The program hopes to reach underrepresented demographics. “[Our goal] with that early exposure in the first year to study abroad and this international focus is to show that students who are bilingual, who maybe are from a multicultural heritage, even first generation, I would say any kind of historically underrepresented group has skills that are really important for adaptation to a new culture, because they’ve had to do it their whole life,” says Andree. 

The primary aim of the program is to recruit students to Pacific specifically for the Global Scholars program, though current circumstances have forced some adaptation. “Because last spring wasn’t any time to be recruiting students for an international travel opportunity, we let that recruitment piece go,” says Andree. Future years of the program will still aim to recruit new students to the school for the program.

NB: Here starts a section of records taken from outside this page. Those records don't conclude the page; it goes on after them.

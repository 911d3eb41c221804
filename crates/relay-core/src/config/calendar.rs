//! Calendar defaults.
//!
//! Relative dates ("today", "tomorrow") and bare dates are interpreted at a
//! fixed UTC offset rather than the host's local zone.

use chrono::{FixedOffset, Offset, Utc};
use serde::{Deserialize, Serialize};

#[derive(Debug, Clone, Serialize, Deserialize)]
pub struct CalendarConfig {
    /// Offset from UTC used for relative dates and generated timestamps.
    #[serde(default = "default_utc_offset_minutes")]
    pub utc_offset_minutes: i32,

    /// IANA zone name attached to created events.
    #[serde(default = "default_time_zone")]
    pub time_zone: String,

    /// Title used when `create` has no summary.
    #[serde(default = "default_title")]
    pub default_title: String,

    /// Start hour of the slot used when `create` has a date but no time.
    #[serde(default = "default_start_hour")]
    pub default_start_hour: u32,

    /// Number of events `list` returns without a count.
    #[serde(default = "default_list_count")]
    pub default_list_count: usize,
}

impl Default for CalendarConfig {
    fn default() -> Self {
        Self {
            utc_offset_minutes: default_utc_offset_minutes(),
            time_zone: default_time_zone(),
            default_title: default_title(),
            default_start_hour: default_start_hour(),
            default_list_count: default_list_count(),
        }
    }
}

impl CalendarConfig {
    /// Configured offset; out-of-range values fall back to UTC.
    pub fn offset(&self) -> FixedOffset {
        FixedOffset::east_opt(self.utc_offset_minutes * 60).unwrap_or_else(|| Utc.fix())
    }
}

fn default_utc_offset_minutes() -> i32 {
    330
}

fn default_time_zone() -> String {
    "Asia/Kolkata".to_string()
}

fn default_title() -> String {
    "No Title".to_string()
}

fn default_start_hour() -> u32 {
    9
}

fn default_list_count() -> usize {
    5
}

The program is being run this year in the form of two FYS classes focused on international studies and paired with online travel courses held over the winter. The classes are run by physics professor James Butler and philosophy professor Katherin Loevy, both of whom stepped in when the original plan for this semester, a travel course to Quebec run by Purdy and Andree, was canceled. 

“We put a proposal together, and that proposal was accepted for the program, with the intention we would be offering this class not now, but two years from now,” says Butler. His travel course on the History of Information, run collaboratively with Shareen Khoja, had been held previously in 2019, and has since been adapted to pair with an FYS course for Global Scholars.

The course usually would involve a two week trip to England, but instead this year will feature in depth online curriculum on the same topics. The course is still being developed, but is planned to include virtual tours of historical sites, remote meetings with scientists and others related to the course theme, and close looks at the culture of the region.

“It’ll be very much like a travel course, it’ll just all be mediated through technology” says Andree.

International travel conditions permitting, the program is expected to continue it’s rollout with travel courses and student recruitment next year. — Dawson Oliver

Photo: Students pose with professors James Butler and Shereen Khoja from the History of Information study abroad course (James Butler)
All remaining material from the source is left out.